In [1]:
# importing needed packages here

import os
import re
import spacy
import hashlib
import numpy as np
import pandas as pd
import seaborn as sns

from wordcloud import WordCloud
import matplotlib.pyplot as plt
from tqdm import tqdm
from collections import Counter
from spacy.matcher import Matcher
from sklearn.metrics import accuracy_score, f1_score, precision_score, recall_score, confusion_matrix
from nltk.tokenize import WordPunctTokenizer
from sklearn.preprocessing import StandardScaler
from sklearn.ensemble import RandomForestClassifier
from sklearn.pipeline import Pipeline, FeatureUnion
from sklearn.model_selection import train_test_split, 
from sklearn.linear_model import LogisticRegression
from sklearn.base import BaseEstimator, TransformerMixin
from sklearn.feature_extraction.text import TfidfVectorizer
from sklearn.impute import SimpleImputer
from sklearn.naive_bayes import BernoulliNB, MultinomialNB

SyntaxError: trailing comma not allowed without surrounding parentheses (4035637606.py, line 21)

# Objective

# Context

# Importing the data

In [None]:
#Loading the required data
data_path = ""
df = pd.read_csv(data_path)

In [None]:
df.head()

# Loading spacy

In [None]:
nlp = spacy.load('en_core_web_sm')

# here upload stopwords from nltk but it can be from spacy
# you can also add or remove stopwords
# Adding single token as stopword → nlp.Defaults.stop_words.add(“perfect”)
# Adding multiple tokens → nlp.Defaults.stop_words|={“hot”,”cobb”}

# Removing single token →nlp.Defaults.stop_words.remove(“what”)
# Removing multiple tokens → nlp.Defaults.stop_words -= {“who”, “when”}

en_stopwords = nlp.Defaults.stop_words

In [None]:
# As in the exercise notebook BLU09 to merge the text together as a list

#nlp.add_pipe("merge_entities", after="ner")

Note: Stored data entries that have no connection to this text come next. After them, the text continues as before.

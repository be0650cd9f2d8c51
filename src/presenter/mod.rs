//! Request/render adapter between the UI surface and the analysis services.

pub mod console;
pub mod sink;
pub mod state;

use std::sync::atomic::{AtomicBool, Ordering};
use std::sync::{Arc, Mutex};

use tracing::{debug, info, warn};
use uuid::Uuid;

use crate::errors::{PanelStyle, PhishGuardError};
use crate::models::{AnalysisResult, ImageUpload};
use crate::services::{ClassificationService, ImageAnalysisService};

pub use console::ConsoleSink;
pub use sink::{HtmlPanel, PanelContents, ResultSink, SinkSet};
pub use state::{ViewState, EMPTY_URL_MESSAGE, QR_LOADING_MESSAGE, URL_LOADING_MESSAGE};

/// Runs scans against the injected services and renders each outcome into the sink.
///
/// At most one request is in flight per presenter. Every scan that reaches
/// the network ends in exactly one terminal view; the presenter never leaves
/// the sink in the loading state.
pub struct ResultPresenter {
    classifier: Arc<dyn ClassificationService>,
    analyzer: Arc<dyn ImageAnalysisService>,
    sink: Arc<dyn ResultSink>,
    state: Mutex<ViewState>,
    busy: AtomicBool,
}

/// Held for the duration of one request; re-enables the trigger on drop.
struct InFlight<'a> {
    presenter: &'a ResultPresenter,
}

impl Drop for InFlight<'_> {
    fn drop(&mut self) {
        // A future dropped mid-request must not leave the spinner behind.
        if self.presenter.state().is_loading() {
            warn!("Scan abandoned before the service answered");
            self.presenter.show(ViewState::Idle);
        }
        self.presenter.busy.store(false, Ordering::Release);
        self.presenter.sink.set_trigger_enabled(true);
    }
}

impl ResultPresenter {
    pub fn new(
        classifier: Arc<dyn ClassificationService>,
        analyzer: Arc<dyn ImageAnalysisService>,
        sink: Arc<dyn ResultSink>,
    ) -> Self {
        Self {
            classifier,
            analyzer,
            sink,
            state: Mutex::new(ViewState::Idle),
            busy: AtomicBool::new(false),
        }
    }

    pub fn state(&self) -> ViewState {
        self.state.lock().unwrap_or_else(|e| e.into_inner()).clone()
    }

    pub fn is_busy(&self) -> bool {
        self.busy.load(Ordering::Acquire)
    }

    /// Classify one URL and render the verdict.
    pub async fn scan_url(&self, url_text: &str) -> ViewState {
        if self.is_busy() {
            warn!("URL scan ignored, a request is already in flight");
            return self.state();
        }

        let url = url_text.trim();
        if url.is_empty() {
            return self.reject(PhishGuardError::Validation(EMPTY_URL_MESSAGE.into()));
        }

        let Some(_in_flight) = self.begin(URL_LOADING_MESSAGE) else {
            return self.state();
        };

        let request_id = Uuid::new_v4();
        info!(%request_id, url = %url, service = self.classifier.service_name(), "Scanning URL");

        let outcome = match self.classifier.classify_url(url).await {
            Ok(raw) => raw.normalize(Some(url)),
            Err(e) => Err(e),
        };
        self.settle(outcome)
    }

    /// Analyze an uploaded image and render the first decoded result.
    ///
    /// `None` (no file picked) is a no-op.
    pub async fn scan_qr(&self, upload: Option<ImageUpload>) -> ViewState {
        let Some(upload) = upload else {
            debug!("No image supplied, nothing to scan");
            return self.state();
        };

        let Some(_in_flight) = self.begin(QR_LOADING_MESSAGE) else {
            warn!("Image scan ignored, a request is already in flight");
            return self.state();
        };

        let request_id = Uuid::new_v4();
        info!(
            %request_id,
            file = %upload.file_name,
            bytes = upload.bytes.len(),
            service = self.analyzer.service_name(),
            "Scanning image"
        );

        let outcome = match self.analyzer.analyze_image(&upload).await {
            Ok(response) => response.into_first(),
            Err(e) => Err(e),
        };
        self.settle(outcome)
    }

    fn begin(&self, loading_message: &str) -> Option<InFlight<'_>> {
        if self
            .busy
            .compare_exchange(false, true, Ordering::AcqRel, Ordering::Acquire)
            .is_err()
        {
            return None;
        }
        self.sink.set_trigger_enabled(false);
        self.show(ViewState::loading(loading_message));
        Some(InFlight { presenter: self })
    }

    /// Surface input that was refused before any request started.
    ///
    /// The sink only raises an alert for it, so the stored state keeps
    /// describing whatever the panel still displays.
    fn reject(&self, err: PhishGuardError) -> ViewState {
        debug!(error = %err, "Input rejected");
        let view = ViewState::from_error(&err);
        self.sink.show(&view);
        view
    }

    /// Replace the loader with the outcome of a request.
    fn settle(&self, outcome: Result<AnalysisResult, PhishGuardError>) -> ViewState {
        let view = match outcome {
            Ok(result) => {
                info!(
                    verdict = %result.verdict,
                    severity = result.severity().css_class(),
                    risk_score = result.risk_score,
                    "Scan complete"
                );
                ViewState::Result { result }
            }
            Err(err) => {
                let class = err.classify();
                warn!(error_type = class.error_type, error = %err, "Scan did not produce a verdict");
                // A validation alert would leave the loader on the panel.
                if class.style == PanelStyle::Validation {
                    ViewState::ErrorShown {
                        error_type: class.error_type.to_string(),
                        message: err.to_string(),
                    }
                } else {
                    ViewState::from_error(&err)
                }
            }
        };
        self.show(view.clone());
        view
    }

    fn show(&self, view: ViewState) {
        self.sink.show(&view);
        *self.state.lock().unwrap_or_else(|e| e.into_inner()) = view;
    }
}
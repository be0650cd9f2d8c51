use super::types::PhishGuardError;

/// How a failure is presented in the result panel.
#[derive(Debug, Clone, Copy, PartialEq, Eq)]
pub enum PanelStyle {
    /// Prompt next to the input; the panel is left untouched.
    Validation,
    /// Neutral message, no error styling.
    Notice,
    Error,
}

impl PanelStyle {
    pub fn css_class(&self) -> &'static str {
        match self {
            PanelStyle::Validation => "validation",
            PanelStyle::Notice => "notice",
            PanelStyle::Error => "error",
        }
    }
}

#[derive(Debug, Clone)]
pub struct ErrorClassification {
    pub error_type: &'static str,
    pub style: PanelStyle,
}

impl PhishGuardError {
    /// Classify this error to determine its name and how it is shown to the user.
    pub fn classify(&self) -> ErrorClassification {
        match self {
            PhishGuardError::Validation(_) => ErrorClassification {
                error_type: "ValidationError",
                style: PanelStyle::Validation,
            },
            PhishGuardError::EmptyResult => ErrorClassification {
                error_type: "EmptyResultError",
                style: PanelStyle::Notice,
            },
            PhishGuardError::Transport(_) => ErrorClassification {
                error_type: "TransportError",
                style: PanelStyle::Error,
            },
            PhishGuardError::Service(_) => ErrorClassification {
                error_type: "ServiceError",
                style: PanelStyle::Error,
            },
            PhishGuardError::ContractViolation(_) => ErrorClassification {
                error_type: "ContractViolation",
                style: PanelStyle::Error,
            },
            PhishGuardError::Config(_) => ErrorClassification {
                error_type: "ConfigError",
                style: PanelStyle::Error,
            },
            PhishGuardError::Render(_) => ErrorClassification {
                error_type: "RenderError",
                style: PanelStyle::Error,
            },
            PhishGuardError::Io(_) => ErrorClassification {
                error_type: "IoError",
                style: PanelStyle::Error,
            },
            PhishGuardError::Json(_) => ErrorClassification {
                error_type: "JsonError",
                style: PanelStyle::Error,
            },
            PhishGuardError::Yaml(_) => ErrorClassification {
                error_type: "YamlError",
                style: PanelStyle::Error,
            },
        }
    }

    /// Process exit code used by the CLI when a scan ends in this error.
    pub fn exit_code(&self) -> i32 {
        match self {
            PhishGuardError::Config(_) | PhishGuardError::Yaml(_) => 2,
            PhishGuardError::Validation(_) => 3,
            PhishGuardError::Transport(_) => 4,
            PhishGuardError::Service(_) => 5,
            PhishGuardError::EmptyResult => 6,
            PhishGuardError::ContractViolation(_) => 7,
            _ => 1,
        }
    }
}
use serde::{Deserialize, Serialize};

pub const DEFAULT_BASE_URL: &str = "http://localhost:3000";
pub const DEFAULT_TIMEOUT_SECS: u64 = 30;

#[derive(Debug, Clone, Deserialize, Serialize, Default)]
pub struct PhishGuardConfig {
    pub service: Option<ServiceConfig>,
    pub output: Option<OutputConfig>,
}

#[derive(Debug, Clone, Deserialize, Serialize, Default)]
pub struct ServiceConfig {
    pub base_url: Option<String>,
    pub contract: Option<Contract>,
    pub timeout_secs: Option<u64>,
    pub url_endpoint: Option<String>,
    pub qr_endpoint: Option<String>,
}

/// Which pair of endpoint paths the backend exposes.
#[derive(Debug, Clone, Copy, Deserialize, Serialize, PartialEq, Eq, Default)]
#[serde(rename_all = "lowercase")]
pub enum Contract {
    /// `/predict-url` and `/analyze-qr`
    #[default]
    Flask,
    /// `/api/predict` and `/api/scan_qr`
    Api,
}

impl Contract {
    pub fn url_path(&self) -> &'static str {
        match self {
            Contract::Flask => "/predict-url",
            Contract::Api => "/api/predict",
        }
    }

    pub fn qr_path(&self) -> &'static str {
        match self {
            Contract::Flask => "/analyze-qr",
            Contract::Api => "/api/scan_qr",
        }
    }
}

impl std::str::FromStr for Contract {
    type Err = String;

    fn from_str(s: &str) -> Result<Self, Self::Err> {
        match s.to_lowercase().as_str() {
            "flask" => Ok(Contract::Flask),
            "api" => Ok(Contract::Api),
            other => Err(format!("unknown contract '{}', expected flask or api", other)),
        }
    }
}

#[derive(Debug, Clone, Deserialize, Serialize, Default)]
pub struct OutputConfig {
    pub html_path: Option<String>,
    pub color: Option<bool>,
}

/// Fully resolved endpoint settings used to build the HTTP backend.
#[derive(Debug, Clone, PartialEq, Eq)]
pub struct Endpoints {
    pub base_url: String,
    pub url_path: String,
    pub qr_path: String,
    pub timeout_secs: u64,
}

impl Endpoints {
    pub fn url_endpoint(&self) -> String {
        join_url(&self.base_url, &self.url_path)
    }

    pub fn qr_endpoint(&self) -> String {
        join_url(&self.base_url, &self.qr_path)
    }
}

impl Default for Endpoints {
    fn default() -> Self {
        ServiceConfig::default().resolve()
    }
}

impl ServiceConfig {
    pub fn resolve(&self) -> Endpoints {
        let contract = self.contract.unwrap_or_default();
        Endpoints {
            base_url: self
                .base_url
                .clone()
                .unwrap_or_else(|| DEFAULT_BASE_URL.to_string()),
            url_path: self
                .url_endpoint
                .clone()
                .unwrap_or_else(|| contract.url_path().to_string()),
            qr_path: self
                .qr_endpoint
                .clone()
                .unwrap_or_else(|| contract.qr_path().to_string()),
            timeout_secs: self.timeout_secs.unwrap_or(DEFAULT_TIMEOUT_SECS),
        }
    }
}

fn join_url(base: &str, path: &str) -> String {
    format!(
        "{}/{}",
        base.trim_end_matches('/'),
        path.trim_start_matches('/')
    )
}

#[cfg(test)]
mod tests {
    use super::*;

    #[test]
    fn test_default_endpoints_use_flask_contract() {
        let endpoints = Endpoints::default();
        assert_eq!(endpoints.url_endpoint(), "http://localhost:3000/predict-url");
        assert_eq!(endpoints.qr_endpoint(), "http://localhost:3000/analyze-qr");
        assert_eq!(endpoints.timeout_secs, DEFAULT_TIMEOUT_SECS);
    }

    #[test]
    fn test_api_contract_paths() {
        let service = ServiceConfig {
            base_url: Some("https://guard.example/".into()),
            contract: Some(Contract::Api),
            ..Default::default()
        };
        let endpoints = service.resolve();
        assert_eq!(endpoints.url_endpoint(), "https://guard.example/api/predict");
        assert_eq!(endpoints.qr_endpoint(), "https://guard.example/api/scan_qr");
    }

    #[test]
    fn test_endpoint_override_beats_contract() {
        let service = ServiceConfig {
            contract: Some(Contract::Api),
            qr_endpoint: Some("v2/qr".into()),
            ..Default::default()
        };
        let endpoints = service.resolve();
        assert_eq!(endpoints.qr_endpoint(), "http://localhost:3000/v2/qr");
        assert_eq!(endpoints.url_path, "/api/predict");
    }

    #[test]
    fn test_contract_from_str() {
        assert_eq!("FLASK".parse::<Contract>().unwrap(), Contract::Flask);
        assert_eq!("api".parse::<Contract>().unwrap(), Contract::Api);
        assert!("grpc".parse::<Contract>().is_err());
    }
}
use serde::de::Error as _;
use serde::{Deserialize, Deserializer, Serialize};
use serde_json::Value;

use crate::errors::PhishGuardError;
use super::severity::Severity;

/// Verdict label that marks a result as benign when the service omits `is_phishing`.
pub const LEGITIMATE_VERDICT: &str = "Legitimate";

/// Normalized verdict payload returned by either analysis endpoint.
#[derive(Debug, Clone, PartialEq, Serialize)]
pub struct AnalysisResult {
    pub verdict: String,
    pub is_phishing: bool,
    /// Risk magnitude on a 0-100 scale, exactly as the service reported it.
    pub risk_score: f64,
    /// The URL or decoded QR content that was analyzed.
    pub subject: String,
    pub details: Vec<String>,
}

impl AnalysisResult {
    pub fn severity(&self) -> Severity {
        Severity::from_flag(self.is_phishing)
    }
}

/// Verdict payload as it arrives on the wire.
///
/// Accepts the field names of both backend variants: `verdict`/`result`,
/// `risk_score`/`confidence` and `url`/`scanned_content`/`content`. The
/// subject fields are kept apart and read in that order of preference.
#[derive(Debug, Clone, Default, Deserialize)]
pub struct RawAnalysis {
    #[serde(default)]
    pub error: Option<String>,
    #[serde(default, alias = "result")]
    pub verdict: Option<String>,
    #[serde(default)]
    pub is_phishing: Option<bool>,
    #[serde(default, alias = "confidence")]
    pub risk_score: Option<f64>,
    #[serde(default)]
    pub url: Option<String>,
    #[serde(default)]
    pub scanned_content: Option<String>,
    #[serde(default)]
    pub content: Option<String>,
    #[serde(default)]
    pub details: Option<Vec<String>>,
}

impl RawAnalysis {
    /// Validate the payload and produce the normalized result.
    ///
    /// `error` is checked before any other field. `fallback_subject` is used
    /// when the payload itself names no subject.
    pub fn normalize(self, fallback_subject: Option<&str>) -> Result<AnalysisResult, PhishGuardError> {
        if let Some(message) = self.error {
            return Err(PhishGuardError::Service(message));
        }

        let verdict = self.verdict.ok_or_else(|| {
            PhishGuardError::ContractViolation("response carries neither an error nor a verdict".into())
        })?;
        let risk_score = self.risk_score.ok_or_else(|| {
            PhishGuardError::ContractViolation("response carries a verdict but no risk score".into())
        })?;
        if !risk_score.is_finite() || !(0.0..=100.0).contains(&risk_score) {
            return Err(PhishGuardError::ContractViolation(format!(
                "risk score {} is outside 0-100",
                risk_score
            )));
        }

        let is_phishing = self
            .is_phishing
            .unwrap_or_else(|| verdict != LEGITIMATE_VERDICT);

        let subject = self
            .url
            .or(self.scanned_content)
            .or(self.content)
            .or_else(|| fallback_subject.map(str::to_string))
            .unwrap_or_default();

        Ok(AnalysisResult {
            verdict,
            is_phishing,
            risk_score,
            subject,
            details: self.details.unwrap_or_default(),
        })
    }
}

/// One decoded QR payload paired with its classification.
#[derive(Debug, Clone, Deserialize)]
pub struct QrEntry {
    pub content: String,
    pub analysis: RawAnalysis,
}

/// Body of the image analysis endpoint.
#[derive(Debug, Clone)]
pub enum QrResponse {
    Failure { error: String },
    /// Entries are decoded lazily; only the first one is ever read.
    Batch { results: Vec<Value> },
    Flattened(RawAnalysis),
}

impl<'de> Deserialize<'de> for QrResponse {
    fn deserialize<D: Deserializer<'de>>(deserializer: D) -> Result<Self, D::Error> {
        let value = Value::deserialize(deserializer)?;
        if let Some(error) = value.get("error").and_then(Value::as_str) {
            return Ok(QrResponse::Failure { error: error.to_string() });
        }
        match value.get("results") {
            Some(Value::Array(results)) => Ok(QrResponse::Batch { results: results.clone() }),
            Some(other) => Err(D::Error::custom(format!("`results` must be an array, got {}", other))),
            None => RawAnalysis::deserialize(value)
                .map(QrResponse::Flattened)
                .map_err(D::Error::custom),
        }
    }
}

impl QrResponse {
    /// Resolve to the first decoded entry. An empty batch is [`PhishGuardError::EmptyResult`].
    pub fn into_first(self) -> Result<AnalysisResult, PhishGuardError> {
        match self {
            QrResponse::Failure { error } => Err(PhishGuardError::Service(error)),
            QrResponse::Batch { results } => {
                let first = results.into_iter().next().ok_or(PhishGuardError::EmptyResult)?;
                let entry: QrEntry = serde_json::from_value(first).map_err(|e| {
                    PhishGuardError::ContractViolation(format!("first result entry is malformed: {}", e))
                })?;
                let content = entry.content;
                entry.analysis.normalize(Some(&content))
            }
            QrResponse::Flattened(raw) => raw.normalize(None),
        }
    }
}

# Let's get the text of the news article processed by SpaCy - This might take a while depending on 
#   your hardware (a break to walk the dog? 🐶)

#docs = list(tqdm(nlp.pipe(df["text"], batch_size=20, n_process=cpu_count-1), total=len(df["text"])))
#docs[:3]

# Text Cleaning

In [None]:
def remove_punctuation(text):
    """
    Hint: Remember the good old RegEx from 2 LUs ago
        how can I just remove everything except words, digits and spaces?
    """
    
    # text = re.sub(...)
    
    # YOUR CODE HERE
    text = re.sub(r"[^\w\d\s]+", "", text)

    return text.lower()


def remove_stopwords(text, stopwords):
    """
    Hint: You may want to split the text into tokens using the tokenizer, it might help when searching for stopwords
        If you do, do not forget to join the tokens afterwards!
    """
    
    # YOUR CODE HERE
    tokenizer = WordPunctTokenizer()
    BoW = [words for words in tokenizer.tokenize(text) if words not in stopwords]
    text_processed = " ".join(BoW)
    
    # Return the full string again here
    return text_processed

In [None]:
def preprocess_text(df, column):
    
    df_processed = df.copy()
    
    df_processed[column] = df_processed[column].apply(remove_punctuation)
    
    
    df_processed[column] = df_processed[column].apply(remove_stopwords, stopwords = en_stopwords)
    
    return df_processed

# Establishing a baseline model

In [None]:
def train_split(df_processed, text=None, label=None):
    
    return X_train, X_test, y_train, y_test = train_test_split(df_processed[text], df_processed[label], 
                                                    test_size=0.2, random_state=42, stratify=df_processed[label])

In [None]:
def baseline_with_tfidf(X_train, X_test, y_train, y_test):
    """
    Train a Random Forest using sklearn's Pipeline and return the trained model and its accuracy in the test set.
    """
    
    # pipe = (...)
    # pipe.fit(...)
    # (...)
    
    # YOUR CODE HERE
    # important: only train the vectorizer on the training data (but with pipeline no problems with it)
    # we can use for classifier: MultinomialNB(), SVC(), GradientBoostingClassifier()
    pipe = Pipeline([("Tfidf", TfidfVectorizer()), # ngram_range(1,2) can be added
                    ("classifier", RandomForestClassifier())])
    pipe.fit(X_train, y_train)
    
    y_pred = pipe.predict(X_test)
    y_prob = model.predict_proba(X_test)
    acc = round(accuracy_score(y_test, y_pred),3)
    f1 = round(f1_score(y_true, y_pred, average='weighted'),3) # use "weighted" for umbalanced data otherwise use ="macro"
    precision = round(precision_score(y_true, y_pred, average='weighted'),3)
    recall = round(recall_score(y_true, y_pred, average='weighted'),3)
    
    return pipe, y_pred, y_prob, acc, f1, precision, recall

In [None]:
pipe, y_pred, y_prob, acc, f1, precision, recall = baseline_with_tfidf(train_split(preprocess_text(df, column), text=df[""], label=df[""])

In [None]:
cm = confusion_matrix(y_test, y_pred)

# Plot the confusion matrix
#In this matrix, the first row represents the negative class and the second row represents the positive class.
# The first column represents the instances that were predicted to be negative 
# and the second column represents the instances that were predicted to be positive.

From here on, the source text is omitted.